My maternal grandfather died about 25 years ago from stage 4 pancreatic cancer. There was no treatment available, as it was too advanced for surgery. He turned very jaundiced, lost a ton of weight (very dramatic as he was a weightlifter into his late 60’s until he became ill) to the point of being skeletal, became bedridden as he had no energy to move, and died in his sleep from liver failure 3 months after diagnosis.
My mother was diagnosed with stage 4 pancreatic cancer 9 months ago (not a candidate for surgery), and has been on agressive chemo. She’s lost her hair and a bunch of weight, but other than that is still going strong. She gets tired more easily, but still goes out and does things. Now, she is responding unusually well to the chemo, and could easily last another year or more, and her quality of life is pretty good, all things considered.

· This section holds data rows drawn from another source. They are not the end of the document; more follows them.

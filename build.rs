use std::fs;

fn main() {
    // Validate default config at compile time
    let config_path = "src/default_config.toml";
    println!("cargo:rerun-if-changed={}", config_path);

    let content = fs::read_to_string(config_path).expect("Failed to read default_config.toml");

    if let Err(e) = content.parse::<toml::Table>() {
        panic!("Invalid default_config.toml: {}", e);
    }
}
use std::sync::LazyLock;

use regex::Regex;

use crate::block::{Block, ListItem};

static CHECKLIST_RE: LazyLock<Regex> =
    LazyLock::new(|| Regex::new(r"^\[( |x)\] (.*)$").unwrap());
static BULLET_RE: LazyLock<Regex> = LazyLock::new(|| Regex::new(r"^[-*]\s+(.*)$").unwrap());

/// Parse one text field into a list of blocks.
///
/// Every string parses; a line matching no pattern becomes a paragraph.
pub fn parse(text: &str) -> Vec<Block> {
    let mut blocks = Vec::new();
    let mut list: Option<Vec<ListItem>> = None;

    for line in text.split('\n') {
        let line = trim_line(line);

        if let Some(item) = list_item(line) {
            list.get_or_insert_with(Vec::new).push(item);
            continue;
        }

        flush_list(&mut list, &mut blocks);
        blocks.push(line_block(line));
    }

    flush_list(&mut list, &mut blocks);
    blocks
}

/// Trim whitespace and byte-order marks, which editors leave at the start of a file.
fn trim_line(line: &str) -> &str {
    line.trim_matches(|c: char| c.is_whitespace() || c == '\u{FEFF}')
}

fn flush_list(list: &mut Option<Vec<ListItem>>, blocks: &mut Vec<Block>) {
    if let Some(items) = list.take() {
        blocks.push(Block::List { items });
    }
}

/// Classify a trimmed line that does not extend a list.
fn line_block(line: &str) -> Block {
    if line == "---" {
        return Block::Rule;
    }
    if let Some(text) = line.strip_prefix("# ") {
        return Block::Heading1 { text: text.to_string() };
    }
    if let Some(text) = line.strip_prefix("## ") {
        return Block::Heading2 { text: text.to_string() };
    }
    if let Some(text) = line.strip_prefix("> ") {
        return Block::Quote { text: text.to_string() };
    }
    Block::Paragraph { text: line.to_string() }
}

/// Match a trimmed line against the checklist and bullet patterns, checklist first.
fn list_item(line: &str) -> Option<ListItem> {
    // Rules, blanks, headings and quotes never match these patterns,
    // so testing lists before them keeps the same precedence.
    if let Some(caps) = CHECKLIST_RE.captures(line) {
        return Some(ListItem::task(&caps[2], &caps[1] == "x"));
    }
    BULLET_RE
        .captures(line)
        .map(|caps| ListItem::bullet(&caps[1]))
}

#[cfg(test)]
mod tests {
    use super::*;
    use pretty_assertions::assert_eq;
    use rstest::rstest;

    fn para(text: &str) -> Block {
        Block::Paragraph { text: text.to_string() }
    }

    #[test]
    fn empty_input_is_one_spacer() {
        assert_eq!(parse(""), vec![para("")]);
    }

    #[test]
    fn bullets_merge_into_one_list() {
        assert_eq!(
            parse("- a\n- b\n- c"),
            vec![Block::List {
                items: vec![ListItem::bullet("a"), ListItem::bullet("b"), ListItem::bullet("c")]
            }]
        );
    }

    #[test]
    fn blank_line_splits_lists() {
        assert_eq!(
            parse("- a\n\n- b"),
            vec![
                Block::List { items: vec![ListItem::bullet("a")] },
                para(""),
                Block::List { items: vec![ListItem::bullet("b")] },
            ]
        );
    }

    #[test]
    fn checklist_items() {
        assert_eq!(
            parse("[x] done\n[ ] todo"),
            vec![Block::List {
                items: vec![ListItem::task("done", true), ListItem::task("todo", false)]
            }]
        );
    }

    #[test]
    fn checklist_and_bullets_share_a_list() {
        assert_eq!(
            parse("* one\n[ ] two"),
            vec![Block::List {
                items: vec![ListItem::bullet("one"), ListItem::task("two", false)]
            }]
        );
    }

    #[rstest]
    #[case("# Title", Block::Heading1 { text: "Title".into() })]
    #[case("## Title", Block::Heading2 { text: "Title".into() })]
    #[case("> quoted", Block::Quote { text: "quoted".into() })]
    #[case("---", Block::Rule)]
    #[case("  ---  ", Block::Rule)]
    #[case("#", para("#"))]
    #[case("#Title", para("#Title"))]
    #[case("### deep", para("### deep"))]
    #[case("[X] shouting", para("[X] shouting"))]
    #[case("[ x] spaced", para("[ x] spaced"))]
    #[case("[x]", para("[x]"))]
    #[case("-", para("-"))]
    #[case("*bold* start", para("*bold* start"))]
    #[case("----", para("----"))]
    fn single_line(#[case] input: &str, #[case] expected: Block) {
        assert_eq!(parse(input), vec![expected]);
    }

    #[test]
    fn heading_text_keeps_extra_spaces() {
        assert_eq!(parse("#  Wide"), vec![Block::Heading1 { text: " Wide".into() }]);
    }

    #[test]
    fn bullet_swallows_extra_whitespace() {
        assert_eq!(
            parse("-   spaced\n*\titem"),
            vec![Block::List {
                items: vec![ListItem::bullet("spaced"), ListItem::bullet("item")]
            }]
        );
    }

    #[test]
    fn lines_are_trimmed() {
        assert_eq!(
            parse("   hello  \r\n\t- item\r"),
            vec![para("hello"), Block::List { items: vec![ListItem::bullet("item")] }]
        );
    }

    #[test]
    fn byte_order_mark_is_trimmed() {
        assert_eq!(
            parse("\u{FEFF}# Title\n- a"),
            vec![
                Block::Heading1 { text: "Title".into() },
                Block::List { items: vec![ListItem::bullet("a")] },
            ]
        );
    }

    #[test]
    fn trailing_list_is_flushed() {
        let blocks = parse("intro\n- a\n- b");
        assert_eq!(
            blocks,
            vec![
                para("intro"),
                Block::List {
                    items: vec![ListItem::bullet("a"), ListItem::bullet("b")]
                },
            ]
        );
    }

    #[test]
    fn any_other_line_closes_the_list() {
        assert_eq!(
            parse("- a\n# H\n- b\n---\n- c\n> q"),
            vec![
                Block::List { items: vec![ListItem::bullet("a")] },
                Block::Heading1 { text: "H".into() },
                Block::List { items: vec![ListItem::bullet("b")] },
                Block::Rule,
                Block::List { items: vec![ListItem::bullet("c")] },
                Block::Quote { text: "q".into() },
            ]
        );
    }

    #[test]
    fn order_follows_lines() {
        let text = "> q\n## two\n# one\npara\n---";
        assert_eq!(
            parse(text),
            vec![
                Block::Quote { text: "q".into() },
                Block::Heading2 { text: "two".into() },
                Block::Heading1 { text: "one".into() },
                para("para"),
                Block::Rule,
            ]
        );
    }

    #[test]
    fn parsing_is_deterministic() {
        let text = "# Notes\n- a\n[x] b\n\n> $E=mc^2$\n---\ntail";
        assert_eq!(parse(text), parse(text));
    }

    #[test]
    fn unicode_passes_through() {
        assert_eq!(
            parse("# 🚀 Überblick\n- 数学"),
            vec![
                Block::Heading1 { text: "🚀 Überblick".into() },
                Block::List { items: vec![ListItem::bullet("数学")] },
            ]
        );
    }
}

As an aside, I hope when I get diagnosed with stage 4 pancreatic cancer (seriously, seems to run in the family) in about 30 years, they will have a real cure.
Not all cancer patients even now receive chemo. My grandad didn’t, because he was so old that the chemo would likely have just worsened what time he had left (it was his choice, on the advice of the doctors). He had prostate cancer for about four years, much longer than expected, and essentially looked like a healthy old man.
Other cancers have more obvious effects - a lot cause weight loss, and obviously sometimes tumours are visible. But many of the other people in the hospice were in a similar position to my grandad and just looked a bit off-colour.
If nothing else, couldn’t they treat it more effectively if it’s diagnosed at an earlier stage? Given that you have a family history, you should probably be getting enough tests to catch it early.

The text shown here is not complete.